On 09/24/2015 05:52 AM, Dave Chinner wrote:
> On Wed, Sep 23, 2015 at 02:40:00PM -0600, Ross Zwisler wrote:
>> Fix the deadlock exposed by xfstests generic/075.  Here is the sequence
>> that was causing us to deadlock:
>>
>> 1) enter __dax_fault()
>> 2) page = find_get_page() gives us a page, so skip
>> 	i_mmap_lock_write(mapping)
>> 3) if (!buffer_mapped(&bh) && !buffer_unwritten(&bh) && !vmf->cow_page)
>> 	passes, enter this block
>> 4) if (vmf->flags & FAULT_FLAG_WRITE) fails, so do the else case and
>> 	i_mmap_unlock_write(mapping);
>> 	return dax_load_hole(mapping, page, vmf);
>>
>> This causes us to up_write() a semaphore that we weren't holding.
>>
>> The up_write() on a semaphore we didn't down_write() happens twice in
>> a row, and then the next time we try and i_mmap_lock_write(), we hang.
>>
>> Signed-off-by: Ross Zwisler <ross.zwisler@linux.intel.com>
>> Reported-by: Dave Chinner <david@fromorbit.com>
>> ---
>>  fs/dax.c | 3 ++-
>>  1 file changed, 2 insertions(+), 1 deletion(-)
>>
>> diff --git a/fs/dax.c b/fs/dax.c
>> index 7ae6df7..df1b0ac 100644
>> --- a/fs/dax.c
>> +++ b/fs/dax.c
>> @@ -405,7 +405,8 @@ int __dax_fault(struct vm_area_struct *vma, struct vm_fault *vmf,
>>  			if (error)
>>  				goto unlock;
>>  		} else {
>> -			i_mmap_unlock_write(mapping);
>> +			if (!page)
>> +				i_mmap_unlock_write(mapping);
>>  			return dax_load_hole(mapping, page, vmf);
>>  		}
>>  	}
> 
> I can't review this properly because I can't work out how this
> locking is supposed to work.  Captain, we have a Charlie Foxtrot
> situation here:
> 
> 	page = find_get_page(mapping, vmf->pgoff)
> 	if (page) {
> 		....
> 	} else {
> 		i_mmap_lock_write(mapping);
> 	}
> 
> So if there's no page in the page cache, we lock the i_mmap_lock.
> The we have the case the above patch fixes.
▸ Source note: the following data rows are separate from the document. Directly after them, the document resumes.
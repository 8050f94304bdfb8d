//! Fragment insertion: links, images, code blocks, diagrams and embeds.
//!
//! Every insertion sub-flow produces an [`InsertionRequest`]; [`build_fragment`] turns it
//! into markup text and [`commit_fragment`] splices that text into the draft body at the
//! cursor range captured when the sub-flow opened.

use crate::drafts::DraftStore;
use crate::models::{CursorRange, DraftPatch};
use std::collections::BTreeMap;
use std::str::FromStr;

#[derive(Clone, Debug, PartialEq, Eq, thiserror::Error)]
#[error("{field}: {message}")]
pub struct ValidationError {
    pub field: String,
    pub message: String,
}

impl ValidationError {
    pub fn new(field: &str, message: impl Into<String>) -> Self {
        Self {
            field: field.to_string(),
            message: message.into(),
        }
    }
}

#[derive(
    Clone, Copy, Debug, PartialEq, Eq, strum::Display, strum::AsRefStr, strum::EnumString,
)]
#[strum(serialize_all = "lowercase", ascii_case_insensitive)]
pub enum InsertionKind {
    Link,
    Image,
    Code,
    Diagram,
    Embed,
}

#[derive(
    Clone, Copy, Debug, PartialEq, Eq, strum::Display, strum::AsRefStr, strum::EnumString,
)]
#[strum(serialize_all = "lowercase", ascii_case_insensitive)]
pub enum EmbedProvider {
    Youtube,
    Vimeo,
    Codepen,
    Gist,
    Twitter,
}

#[derive(Clone, Debug, PartialEq, Eq)]
pub enum InsertionRequest {
    Link {
        text: String,
        url: String,
    },
    Image {
        alt: String,
        url: String,
        caption: Option<String>,
    },
    Code {
        language: String,
        filename: Option<String>,
        code: String,
    },
    Diagram {
        source: String,
    },
    Embed {
        provider: EmbedProvider,
        url: String,
    },
}

fn field<'a>(fields: &'a BTreeMap<String, String>, name: &str) -> &'a str {
    fields.get(name).map(|s| s.trim()).unwrap_or("")
}

fn optional(fields: &BTreeMap<String, String>, name: &str) -> Option<String> {
    let v = field(fields, name);
    if v.is_empty() {
        None
    } else {
        Some(v.to_string())
    }
}

impl InsertionRequest {
    pub fn kind(&self) -> InsertionKind {
        match self {
            InsertionRequest::Link { .. } => InsertionKind::Link,
            InsertionRequest::Image { .. } => InsertionKind::Image,
            InsertionRequest::Code { .. } => InsertionKind::Code,
            InsertionRequest::Diagram { .. } => InsertionKind::Diagram,
            InsertionRequest::Embed { .. } => InsertionKind::Embed,
        }
    }

    /// Build a request from a sub-flow's raw form fields.
    pub fn from_fields(
        kind: InsertionKind,
        fields: &BTreeMap<String, String>,
    ) -> Result<Self, ValidationError> {
        let req = match kind {
            InsertionKind::Link => InsertionRequest::Link {
                text: field(fields, "text").to_string(),
                url: field(fields, "url").to_string(),
            },
            InsertionKind::Image => InsertionRequest::Image {
                alt: field(fields, "alt").to_string(),
                url: field(fields, "url").to_string(),
                caption: optional(fields, "caption"),
            },
            InsertionKind::Code => InsertionRequest::Code {
                language: field(fields, "language").to_string(),
                filename: optional(fields, "filename"),
                // Code keeps its indentation.
                code: fields.get("code").cloned().unwrap_or_default(),
            },
            InsertionKind::Diagram => InsertionRequest::Diagram {
                source: fields.get("source").cloned().unwrap_or_default(),
            },
            InsertionKind::Embed => {
                let provider = EmbedProvider::from_str(field(fields, "type"))
                    .map_err(|_| ValidationError::new("type", "Unsupported embed type"))?;
                InsertionRequest::Embed {
                    provider,
                    url: field(fields, "url").to_string(),
                }
            }
        };
        Ok(req)
    }
}

fn validate_url(field: &str, url: &str, allow_relative: bool) -> Result<(), ValidationError> {
    if url.is_empty() {
        return Err(ValidationError::new(field, "URL is required"));
    }
    if url.chars().any(char::is_whitespace) {
        return Err(ValidationError::new(field, "URL must not contain spaces"));
    }
    let absolute = url.starts_with("https://") || url.starts_with("http://");
    let relative = allow_relative && (url.starts_with('/') || url.starts_with('#'));
    if absolute || relative || (allow_relative && url.starts_with("mailto:")) {
        Ok(())
    } else {
        Err(ValidationError::new(field, "URL must start with http:// or https://"))
    }
}

fn escape_label(s: &str) -> String {
    s.replace('[', "\\[").replace(']', "\\]")
}

fn escape_destination(url: &str) -> String {
    url.replace('(', "%28").replace(')', "%29")
}

/// A fence longer than any backtick run inside `content`.
fn fence_for(content: &str) -> String {
    let mut longest = 0;
    let mut run = 0;
    for c in content.chars() {
        if c == '`' {
            run += 1;
            longest = longest.max(run);
        } else {
            run = 0;
        }
    }
    "`".repeat(longest.max(2) + 1)
}

fn fenced_block(info: &str, content: &str) -> String {
    let content = content.trim_end_matches('\n');
    let fence = fence_for(content);
    format!("\n{fence}{info}\n{content}\n{fence}\n")
}

pub fn build_fragment(request: &InsertionRequest) -> Result<String, ValidationError> {
    match request {
        InsertionRequest::Link { text, url } => {
            validate_url("url", url, true)?;
            let label = if text.trim().is_empty() {
                url.as_str()
            } else {
                text.trim()
            };
            Ok(format!(
                "[{}]({})",
                escape_label(label),
                escape_destination(url)
            ))
        }
        InsertionRequest::Image { alt, url, caption } => {
            validate_url("url", url, true)?;
            let dest = escape_destination(url);
            let alt = escape_label(alt.trim());
            match caption.as_deref().map(str::trim).filter(|c| !c.is_empty()) {
                Some(c) => Ok(format!("![{alt}]({dest} \"{}\")", c.replace('"', "\\\""))),
                None => Ok(format!("![{alt}]({dest})")),
            }
        }
        InsertionRequest::Code {
            language,
            filename,
            code,
        } => {
            if code.trim().is_empty() {
                return Err(ValidationError::new("code", "Code is required"));
            }
            let language = language.trim();
            if !language
                .chars()
                .all(|c| c.is_ascii_alphanumeric() || matches!(c, '+' | '-' | '#' | '_' | '.'))
            {
                return Err(ValidationError::new("language", "Invalid language name"));
            }
            let mut info = language.to_string();
            if let Some(name) = filename.as_deref().map(str::trim).filter(|n| !n.is_empty()) {
                if name.contains('"') || name.contains('\n') {
                    return Err(ValidationError::new("filename", "Invalid file name"));
                }
                if !info.is_empty() {
                    info.push(' ');
                }
                info.push_str(&format!("title=\"{name}\""));
            }
            Ok(fenced_block(&info, code))
        }
        InsertionRequest::Diagram { source } => {
            if source.trim().is_empty() {
                return Err(ValidationError::new("source", "Diagram source is required"));
            }
            Ok(fenced_block("mermaid", source))
        }
        InsertionRequest::Embed { provider, url } => {
            validate_url("url", url, false)?;
            Ok(format!(
                "\n::embed{{type=\"{provider}\" url=\"{}\"}}\n",
                url.replace('"', "%22")
            ))
        }
    }
}

pub(crate) fn utf16_to_byte_idx(s: &str, pos_utf16: usize) -> usize {
    if pos_utf16 == 0 {
        return 0;
    }
    let mut acc = 0;
    for (i, ch) in s.char_indices() {
        let w = ch.len_utf16();
        if acc + w > pos_utf16 {
            // Inside a surrogate pair: snap to the char start.
            return i;
        }
        acc += w;
        if acc == pos_utf16 {
            return i + ch.len_utf8();
        }
    }
    s.len()
}

pub(crate) fn utf16_len(s: &str) -> usize {
    s.encode_utf16().count()
}

/// Replace `range` of the body with `fragment` in a single store update.
///
/// A stale range is clamped into the current body. Returns the caret position just
/// after the inserted fragment.
pub fn commit_fragment(store: &mut DraftStore, fragment: &str, range: CursorRange) -> CursorRange {
    let draft = store.get();
    let body = draft.body.as_str();
    let range = range.clamped(utf16_len(body));

    let start = utf16_to_byte_idx(body, range.start);
    let end = utf16_to_byte_idx(body, range.end).max(start);

    let mut next = String::with_capacity(body.len() - (end - start) + fragment.len());
    next.push_str(&body[..start]);
    next.push_str(fragment);
    next.push_str(&body[end..]);

    let caret = utf16_len(&body[..start]) + utf16_len(fragment);
    store.update(DraftPatch::body(next));
    CursorRange::caret(caret)
}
Then later:
> 
> 	if (vmf->cow_page) {
> 		.....
> 		if (!page) {
> 			/* can fall through */
> 		}
> 		return VM_FAULT_LOCKED;
> 	}
> 
> Which means __dax_fault() can also return here with the
> i_mmap_lock_write() held. There's no documentation to indicate why
> this is valid, and only by looking about 4 function calls higher up
> the stack can I see that there's some attempt to handle this
> *specific return condition* (in do_cow_fault()). That also is
> lacking in documentation explaining the circumstances where we might
> have the i_mmap_lock_write() held and have to release it. (Not to
> mention the beautiful copy-n-waste of the unlock code, either.)
> 
> The above code in __dax_fault() is then followed by this gem:
> 
> 	/* Check we didn't race with a read fault installing a new page */
>         if (!page && major)
>                 page = find_lock_page(mapping, vmf->pgoff);
> 
> 	if (page) {
> 		/* mapping invalidation .... */
> 	}
> 	.....
> 
> 	if (!page)
> 		i_mmap_unlock_write(mapping);
> 
> Which means that if we had a race with another read fault, we'll
> remove the page from the page cache, insert the new direct mapped
> pfn into the mapping, and *then fail to unlock the i_mmap lock*.
> 
> Is this supposed to work this way? Or is it another bug?
> 
> Another difficult question this change of locking raised that I
> can't answer: is it valid to call into the filesystem via getblock()
> or complete_unwritten() while holding the i_mmap_rwsem? This puts
> filesystem transactions and locks inside the scope of i_mmap_rwsem,
> which may have impact on the fact that we already have an inode lock
> order dependency w.r.t. i_mmap_rwsem through truncate (and probably
> other paths, too).
> 
> So, please document the locking model, explain the corner cases and
> the intricacies like why *unbalanced, return value conditional
> locking* is necessary, and update the charts of lock order
> dependencies in places like mm/filemap.c, and then we might have
> some idea of how much of a train-wreck this actually is....
> 

Hi hi

I hate this VM_FAULT_LOCKED + !page which means i_mmap_lock. I still
think it solves nothing and that we've done a really really bad job.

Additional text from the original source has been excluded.